//! Lua 5.4 policy evaluation.
//!
//! Every call gets its own interpreter. Nothing survives between calls:
//! globals a script sets are gone with the `Lua` instance, and concurrent
//! evaluations never share a VM.
//!
//! ## Sandbox
//!
//! - Libraries: base (minus the loaders and `print`), `string`, `table`,
//!   `math`, `utf8`. No `io`, `os`, `package`, `debug`, `coroutine`.
//! - A memory ceiling on the interpreter's allocator.
//! - An instruction-count hook that aborts the script once its wall-clock
//!   deadline has passed.
//!
//! The hook only fires between VM instructions, never inside a C library
//! function, so no library function may do unbounded work in one call:
//!
//! - `string.match`, `string.gmatch` and `string.gsub` are removed. Lua
//!   patterns backtrack without limit.
//! - `string.find` only searches for a plain substring, in linear time. Any
//!   pattern characters in the needle are taken literally.
//! - `string.rep` of an empty string returns at once.
//! - `table.insert`, `table.remove` and `table.move` are Lua code, so their
//!   loops run under the hook.

use std::sync::atomic::{AtomicBool, Ordering};
use std::sync::Arc;
use std::time::Instant;

use mlua::{Function, HookTriggers, Lua, LuaOptions, StdLib, Table, Value, VmState};
use regex::bytes::RegexBuilder;

use super::{PolicyError, PolicyEvaluator};
use crate::config::{PolicyLimits, POLICY_ENTRY_POINT};
use crate::transaction::CandidateTransaction;

/// Globals removed from the base library before any policy code runs.
const REMOVED_GLOBALS: &[&str] = &["print", "dofile", "loadfile", "load", "require"];

/// Pattern-matching functions removed from `string`.
const REMOVED_STRING_FUNCTIONS: &[&str] = &["match", "gmatch", "gsub"];

/// Longest needle `string.find` accepts.
const MAX_FIND_NEEDLE: usize = 1024;

/// Replaces the library functions whose C loops run for as long as the
/// caller's arguments say.
const PRELUDE: &str = r##"
local error, select, mtype, mmin = error, select, math.type, math.min

local rep = string.rep
string.rep = function(s, n, sep)
  if rep(s, 1) == "" and (sep == nil or rep(sep, 1) == "") then
    n = mmin(n, 1)
  end
  return rep(s, n, sep)
end

table.insert = function(t, ...)
  local e = #t + 1
  local argc = select("#", ...)
  if argc == 1 then
    t[e] = ...
    return
  elseif argc ~= 2 then
    error("wrong number of arguments to 'insert'", 2)
  end
  local pos, value = ...
  if mtype(pos) ~= "integer" or pos < 1 or pos > e then
    error("bad argument #2 to 'insert' (position out of bounds)", 2)
  end
  for i = e, pos + 1, -1 do
    t[i] = t[i - 1]
  end
  t[pos] = value
end

table.remove = function(t, pos)
  local size = #t
  pos = pos or size
  if pos ~= size and (mtype(pos) ~= "integer" or pos < 1 or pos > size + 1) then
    error("bad argument #2 to 'remove' (position out of bounds)", 2)
  end
  local value = t[pos]
  while pos < size do
    t[pos] = t[pos + 1]
    pos = pos + 1
  end
  t[pos] = nil
  return value
end

table.move = function(a1, f, e, t, a2)
  if a2 == nil then
    a2 = a1
  end
  if e >= f then
    if t > e or t <= f or a1 ~= a2 then
      for i = 0, e - f do
        a2[t + i] = a1[f + i]
      end
    else
      for i = e - f, 0, -1 do
        a2[t + i] = a1[f + i]
      end
    end
  end
  return a2
end
"##;

/// The one [`PolicyEvaluator`] this crate ships.
#[derive(Debug, Clone, Copy, Default)]
pub struct LuaPolicyEngine {
    limits: PolicyLimits,
}

impl LuaPolicyEngine {
    pub fn new(limits: PolicyLimits) -> Self {
        Self { limits }
    }

    pub fn limits(&self) -> PolicyLimits {
        self.limits
    }

    /// Builds a sandboxed interpreter whose hook trips `expired` once the
    /// deadline passes.
    fn sandbox(&self, expired: Arc<AtomicBool>) -> Result<Lua, PolicyError> {
        let libs = StdLib::STRING | StdLib::TABLE | StdLib::MATH | StdLib::UTF8;
        let lua = Lua::new_with(libs, LuaOptions::default()).map_err(runtime)?;
        lua.set_memory_limit(self.limits.memory_limit)
            .map_err(runtime)?;

        let globals = lua.globals();
        for name in REMOVED_GLOBALS {
            globals.set(*name, Value::Nil).map_err(runtime)?;
        }
        let string: Table = globals.get("string").map_err(runtime)?;
        for name in REMOVED_STRING_FUNCTIONS {
            string.set(*name, Value::Nil).map_err(runtime)?;
        }
        string
            .set("find", lua.create_function(find_plain).map_err(runtime)?)
            .map_err(runtime)?;
        lua.load(PRELUDE)
            .set_name("sandbox")
            .exec()
            .map_err(runtime)?;

        let deadline = Instant::now() + self.limits.timeout;
        lua.set_hook(
            HookTriggers::new().every_nth_instruction(self.limits.hook_interval),
            move |_, _| {
                if Instant::now() >= deadline {
                    expired.store(true, Ordering::Relaxed);
                    return Err(mlua::Error::runtime("policy deadline exceeded"));
                }
                Ok(VmState::Continue)
            },
        );

        Ok(lua)
    }

    /// Runs the chunk and resolves the entry point.
    fn load_entry_point(&self, lua: &Lua, source: &str) -> Result<Function, PolicyError> {
        let chunk = lua
            .load(source)
            .set_name("policy")
            .into_function()
            .map_err(|e| PolicyError::Load(e.to_string()))?;
        chunk.call::<()>(()).map_err(runtime)?;

        match lua.globals().get::<Value>(POLICY_ENTRY_POINT).map_err(runtime)? {
            Value::Function(f) => Ok(f),
            Value::Nil => Err(PolicyError::Runtime(format!(
                "`{POLICY_ENTRY_POINT}` is not defined"
            ))),
            other => Err(PolicyError::Runtime(format!(
                "`{POLICY_ENTRY_POINT}` is a {}, not a function",
                other.type_name()
            ))),
        }
    }

    fn with_deadline<T>(
        &self,
        run: impl FnOnce(&Lua) -> Result<T, PolicyError>,
    ) -> Result<T, PolicyError> {
        let expired = Arc::new(AtomicBool::new(false));
        let lua = self.sandbox(expired.clone())?;
        let result = run(&lua);
        if expired.load(Ordering::Relaxed) {
            return Err(PolicyError::Timeout(self.limits.timeout));
        }
        result
    }
}

impl PolicyEvaluator for LuaPolicyEngine {
    fn evaluate(&self, source: &str, tx: &CandidateTransaction) -> Result<bool, PolicyError> {
        self.with_deadline(|lua| {
            let validate = self.load_entry_point(lua, source)?;
            let candidate = bind_candidate(lua, tx).map_err(runtime)?;
            let verdict = validate.call::<Value>(candidate).map_err(runtime)?;
            Ok(matches!(verdict, Value::Boolean(true)))
        })
    }

    fn check(&self, source: &str) -> Result<(), PolicyError> {
        self.with_deadline(|lua| self.load_entry_point(lua, source).map(|_| ()))
    }
}

/// Exposes `tx` as an empty proxy table whose metatable serves the fields
/// and rejects writes.
fn bind_candidate(lua: &Lua, tx: &CandidateTransaction) -> mlua::Result<Table> {
    let fields = lua.create_table()?;
    if let Some(to) = &tx.to {
        fields.set("to", to.as_str())?;
    }
    fields.set("value", tx.value.as_str())?;
    fields.set("data", lua.create_string(&tx.data)?)?;

    let meta = lua.create_table()?;
    meta.set("__index", fields)?;
    meta.set(
        "__newindex",
        lua.create_function(|_, _: mlua::MultiValue| -> mlua::Result<()> {
            Err(mlua::Error::runtime("transaction is read-only"))
        })?,
    )?;
    meta.set("__metatable", false)?;

    let proxy = lua.create_table()?;
    proxy.set_metatable(Some(meta));
    Ok(proxy)
}

/// `string.find(s, needle [, init [, plain]])`, always plain. Returns the
/// 1-based inclusive span of the first match at or after `init`, or nil.
fn find_plain(
    _: &Lua,
    (haystack, needle, init, _plain): (mlua::String, mlua::String, Option<i64>, Value),
) -> mlua::Result<(Option<i64>, Option<i64>)> {
    let haystack = haystack.as_bytes();
    let needle = needle.as_bytes();
    if needle.len() > MAX_FIND_NEEDLE {
        return Err(mlua::Error::runtime(format!(
            "string.find: needle longer than {MAX_FIND_NEEDLE} bytes"
        )));
    }

    let len = haystack.len();
    let start = match init.unwrap_or(1) {
        0 => 0,
        i if i > 0 => usize::try_from(i - 1).unwrap_or(usize::MAX),
        i => len.saturating_sub(usize::try_from(i.unsigned_abs()).unwrap_or(usize::MAX)),
    };
    if start > len {
        return Ok((None, None));
    }

    let found = if needle.is_empty() {
        Some(start)
    } else {
        let literal: String = needle.iter().map(|b| format!("\\x{b:02x}")).collect();
        let literal = RegexBuilder::new(&literal)
            .unicode(false)
            .build()
            .map_err(mlua::Error::external)?;
        literal
            .find(&haystack[start..])
            .map(|m| start + m.start())
    };

    Ok(match found {
        Some(at) => (Some(at as i64 + 1), Some((at + needle.len()) as i64)),
        None => (None, None),
    })
}

fn runtime(err: mlua::Error) -> PolicyError {
    PolicyError::Runtime(err.to_string())
}
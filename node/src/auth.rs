//! HTTP basic auth for the proxy routes.

use std::sync::Arc;

use axum::extract::{Request, State};
use axum::http::{header, HeaderValue, StatusCode};
use axum::middleware::Next;
use axum::response::{IntoResponse, Response};
use base64::engine::general_purpose::STANDARD;
use base64::Engine;
use sha2::{Digest, Sha256};
use subtle::ConstantTimeEq;

use keyward_gateway::config::AUTH_REALM;

type Digest32 = [u8; 32];

/// One configured user/password pair, held as SHA-256 digests so every
/// comparison runs over the same 32 bytes whatever the input length.
#[derive(Clone)]
pub struct BasicAuth {
    user: Arc<str>,
    user_digest: Digest32,
    pass_digest: Digest32,
}

fn digest(input: &[u8]) -> Digest32 {
    Sha256::digest(input).into()
}

impl BasicAuth {
    pub fn new(user: &str, pass: &str) -> Self {
        Self {
            user: user.into(),
            user_digest: digest(user.as_bytes()),
            pass_digest: digest(pass.as_bytes()),
        }
    }

    /// Whether an `Authorization` header carries the configured credentials.
    pub fn verify(&self, header: Option<&HeaderValue>) -> bool {
        let Some(encoded) = header
            .and_then(|h| h.to_str().ok())
            .and_then(|h| h.strip_prefix("Basic "))
        else {
            return false;
        };
        let Ok(decoded) = STANDARD.decode(encoded.trim()) else {
            return false;
        };
        let Ok(decoded) = String::from_utf8(decoded) else {
            return false;
        };
        let Some((user, pass)) = decoded.split_once(':') else {
            return false;
        };
        let user_ok = digest(user.as_bytes())[..].ct_eq(&self.user_digest[..]);
        let pass_ok = digest(pass.as_bytes())[..].ct_eq(&self.pass_digest[..]);
        (user_ok & pass_ok).into()
    }
}

impl std::fmt::Debug for BasicAuth {
    fn fmt(&self, f: &mut std::fmt::Formatter<'_>) -> std::fmt::Result {
        f.debug_struct("BasicAuth")
            .field("user", &self.user)
            .field("pass", &"<redacted>")
            .finish()
    }
}

/// Middleware rejecting requests without valid credentials.
pub async fn require_basic_auth(
    State(auth): State<BasicAuth>,
    request: Request,
    next: Next,
) -> Response {
    if auth.verify(request.headers().get(header::AUTHORIZATION)) {
        return next.run(request).await;
    }
    tracing::debug!(path = %request.uri().path(), "rejected unauthenticated request");
    (
        StatusCode::UNAUTHORIZED,
        [(
            header::WWW_AUTHENTICATE,
            format!("Basic realm=\"{AUTH_REALM}\""),
        )],
        "unauthorized",
    )
        .into_response()
}
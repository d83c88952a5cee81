//! # Chain Access
//!
//! Everything the gateway asks of the upstream node, and nothing more:
//!
//! | Call                    | JSON-RPC                                   |
//! |-------------------------|--------------------------------------------|
//! | `chain_id`              | `eth_chainId`                              |
//! | `pending_nonce_at`      | `eth_getTransactionCount(addr, "pending")` |
//! | `estimate_gas`          | `eth_estimateGas`                          |
//! | `send_raw_transaction`  | `eth_sendRawTransaction`                   |
//!
//! [`RpcChainClient`] talks to a real node over HTTP. [`SimulatedChain`] is
//! an in-process stand-in with balances and a pending pool, good enough to
//! exercise the whole pipeline without a network.

pub mod rpc;
pub mod simulated;

use alloy::primitives::{Address, Bytes, B256, U256};
use async_trait::async_trait;

pub use rpc::RpcChainClient;
pub use simulated::{PooledTransaction, SimulatedChain};

/// Errors from the upstream node. All of them surface as upstream failures.
#[derive(Debug, Clone, thiserror::Error)]
pub enum ChainError {
    /// Transport failure or a JSON-RPC error response.
    #[error("rpc error: {0}")]
    Rpc(String),

    /// The node understood the transaction and refused it.
    #[error("transaction rejected: {0}")]
    Rejected(String),
}

/// Call description for gas estimation.
#[derive(Debug, Clone, Default, PartialEq, Eq)]
pub struct CallRequest {
    pub from: Address,
    /// `None` estimates a contract deployment.
    pub to: Option<Address>,
    pub value: U256,
    pub data: Bytes,
}

/// The upstream node.
#[async_trait]
pub trait ChainClient: Send + Sync {
    async fn chain_id(&self) -> Result<u64, ChainError>;

    /// Next nonce for `account`, counting transactions still in the pool.
    async fn pending_nonce_at(&self, account: Address) -> Result<u64, ChainError>;

    async fn estimate_gas(&self, call: &CallRequest) -> Result<u64, ChainError>;

    /// Broadcasts an EIP-2718 encoded signed transaction, returning its hash.
    async fn send_raw_transaction(&self, raw: &[u8]) -> Result<B256, ChainError>;
}
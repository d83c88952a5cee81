//! # Proxy API
//!
//! The axum router in front of the gateway. Bodies are taken as raw bytes and
//! decoded here, so a malformed body is a plain 400 like every other
//! validation failure rather than axum's own rejection.
//!
//! ## Endpoints
//!
//! | Method | Path                             | Description                        |
//! |--------|----------------------------------|------------------------------------|
//! | GET    | `/health`                        | Liveness probe, never authenticated |
//! | POST   | `/v1/proxy/transactions`         | Authorize, sign and forward         |
//! | PATCH  | `/v1/proxy/transactions/retry`   | Fee replacement, hash in the body   |
//! | PATCH  | `/v1/proxy/transactions/:hash`   | Fee replacement, hash in the URL    |
//!
//! Successful calls answer `200` with the transaction hash as plain text.
//! Failures answer with the error message as plain text and the status of
//! its [`GatewayError`] kind.

use std::sync::Arc;
use std::time::Instant;

use axum::{
    body::Bytes,
    extract::{Path, State},
    http::StatusCode,
    middleware,
    response::{IntoResponse, Response},
    routing::{get, patch, post},
    Router,
};
use tower_http::trace::TraceLayer;

use keyward_gateway::config::API_PREFIX;
use keyward_gateway::{Gateway, GatewayError, RetryRequest, TransactionRequest};

use crate::auth::{require_basic_auth, BasicAuth};
use crate::metrics::SharedMetrics;

// ---------------------------------------------------------------------------
// Application State
// ---------------------------------------------------------------------------

/// Shared state for all handlers. Cheap to clone.
#[derive(Clone)]
pub struct AppState {
    pub gateway: Arc<Gateway>,
    pub metrics: SharedMetrics,
}

// ---------------------------------------------------------------------------
// Router Construction
// ---------------------------------------------------------------------------

/// Builds the proxy router. With `auth` set, every `/v1/proxy` route
/// requires those credentials; `/health` stays open.
pub fn create_router(state: AppState, auth: Option<BasicAuth>) -> Router {
    let mut proxy = Router::new()
        .route("/transactions", post(submit_handler))
        .route("/transactions/retry", patch(retry_handler))
        .route("/transactions/:hash", patch(retry_by_hash_handler));
    if let Some(auth) = auth {
        proxy = proxy.layer(middleware::from_fn_with_state(auth, require_basic_auth));
    }

    Router::new()
        .route("/health", get(health_handler))
        .nest(API_PREFIX, proxy)
        .layer(TraceLayer::new_for_http())
        .with_state(state)
}

// ---------------------------------------------------------------------------
// Errors
// ---------------------------------------------------------------------------

/// Renders a [`GatewayError`] as a plain-text response.
#[derive(Debug)]
pub struct ApiError(pub GatewayError);

impl From<GatewayError> for ApiError {
    fn from(err: GatewayError) -> Self {
        ApiError(err)
    }
}

impl ApiError {
    pub fn status(&self) -> StatusCode {
        match self.0 {
            GatewayError::Validation(_) => StatusCode::BAD_REQUEST,
            GatewayError::PolicyDenied => StatusCode::FORBIDDEN,
            GatewayError::NotFound(_) => StatusCode::NOT_FOUND,
            GatewayError::Upstream(_) => StatusCode::BAD_GATEWAY,
            GatewayError::Internal(_) => StatusCode::INTERNAL_SERVER_ERROR,
        }
    }
}

impl IntoResponse for ApiError {
    fn into_response(self) -> Response {
        (self.status(), self.0.to_string()).into_response()
    }
}

// ---------------------------------------------------------------------------
// Handlers
// ---------------------------------------------------------------------------

/// `GET /health`
async fn health_handler() -> &'static str {
    "ok"
}

/// `POST /v1/proxy/transactions`
async fn submit_handler(
    State(state): State<AppState>,
    body: Bytes,
) -> Result<String, ApiError> {
    let started = Instant::now();
    let result = match serde_json::from_slice::<TransactionRequest>(&body) {
        Ok(request) => state.gateway.submit(&request).await,
        Err(e) => Err(GatewayError::Validation(format!(
            "error decoding payload: {e}"
        ))),
    };
    state.metrics.observe("submit", &result, started.elapsed());
    Ok(result?)
}

/// `PATCH /v1/proxy/transactions/retry`
async fn retry_handler(State(state): State<AppState>, body: Bytes) -> Result<String, ApiError> {
    retry(&state, None, &body).await
}

/// `PATCH /v1/proxy/transactions/:hash`
async fn retry_by_hash_handler(
    State(state): State<AppState>,
    Path(hash): Path<String>,
    body: Bytes,
) -> Result<String, ApiError> {
    retry(&state, Some(&hash), &body).await
}

async fn retry(state: &AppState, hash: Option<&str>, body: &[u8]) -> Result<String, ApiError> {
    let started = Instant::now();
    let result = match RetryRequest::from_json(hash, body) {
        Ok(request) => state.gateway.retry(&request).await,
        Err(e) => Err(e),
    };
    state.metrics.observe("retry", &result, started.elapsed());
    Ok(result?)
}
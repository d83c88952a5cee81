//! In-memory ledger for tests.

use std::collections::{BTreeMap, HashMap};

use async_trait::async_trait;
use parking_lot::Mutex;

use super::{normalize_hash, Ledger, LedgerError, LedgerRecord, LedgerResult};

#[derive(Debug, Default)]
struct Tables {
    records: BTreeMap<u64, LedgerRecord>,
    hashes: HashMap<String, u64>,
}

/// [`Ledger`] over two maps behind one mutex.
#[derive(Debug, Default)]
pub struct MemoryLedger {
    tables: Mutex<Tables>,
}

impl MemoryLedger {
    pub fn new() -> Self {
        Self::default()
    }

    pub fn len(&self) -> usize {
        self.tables.lock().records.len()
    }

    pub fn is_empty(&self) -> bool {
        self.len() == 0
    }

    /// All records in nonce order.
    pub fn records(&self) -> Vec<LedgerRecord> {
        self.tables.lock().records.values().cloned().collect()
    }
}

#[async_trait]
impl Ledger for MemoryLedger {
    async fn create(&self, record: &LedgerRecord) -> LedgerResult<()> {
        let mut record = record.clone();
        record.hash = normalize_hash(&record.hash);

        let mut tables = self.tables.lock();
        match tables.hashes.get(&record.hash) {
            Some(&owner) if owner == record.nonce => return Ok(()),
            Some(_) => return Err(LedgerError::Duplicate(format!("hash {}", record.hash))),
            None => {}
        }
        if let Some(stale) = tables.records.get(&record.nonce).map(|r| r.hash.clone()) {
            tables.hashes.remove(&stale);
        }
        tables.hashes.insert(record.hash.clone(), record.nonce);
        tables.records.insert(record.nonce, record);
        Ok(())
    }

    async fn lookup(&self, hash: &str) -> LedgerResult<LedgerRecord> {
        let hash = normalize_hash(hash);
        let tables = self.tables.lock();
        tables
            .hashes
            .get(&hash)
            .and_then(|nonce| tables.records.get(nonce))
            .cloned()
            .ok_or(LedgerError::NotFound(hash))
    }

    async fn update(&self, record: &LedgerRecord) -> LedgerResult<()> {
        let mut record = record.clone();
        record.hash = normalize_hash(&record.hash);

        let mut tables = self.tables.lock();
        let previous_hash = match tables.records.get(&record.nonce) {
            Some(previous) => previous.hash.clone(),
            None => return Err(LedgerError::NotFound(format!("nonce {}", record.nonce))),
        };
        if previous_hash != record.hash {
            if tables.hashes.contains_key(&record.hash) {
                return Err(LedgerError::Duplicate(format!("hash {}", record.hash)));
            }
            tables.hashes.remove(&previous_hash);
        }
        tables.hashes.insert(record.hash.clone(), record.nonce);
        tables.records.insert(record.nonce, record);
        Ok(())
    }

    async fn by_nonce(&self, nonce: u64) -> LedgerResult<Option<LedgerRecord>> {
        Ok(self.tables.lock().records.get(&nonce).cloned())
    }
}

• [ASSIGNED TASK]
Reproduce the entries above exactly, but only the lines between the line holding "if pos ~= size" and the line holding "if e >= f then", inclusive.

• [RESULT FOR THIS EXERCISE]
  if pos ~= size and (mtype(pos) ~= "integer" or pos < 1 or pos > size + 1) then
    error("bad argument #2 to 'remove' (position out of bounds)", 2)
  end
  local value = t[pos]
  while pos < size do
    t[pos] = t[pos + 1]
    pos = pos + 1
  end
  t[pos] = nil
  return value
end

table.move = function(a1, f, e, t, a2)
  if a2 == nil then
    a2 = a1
  end
  if e >= f then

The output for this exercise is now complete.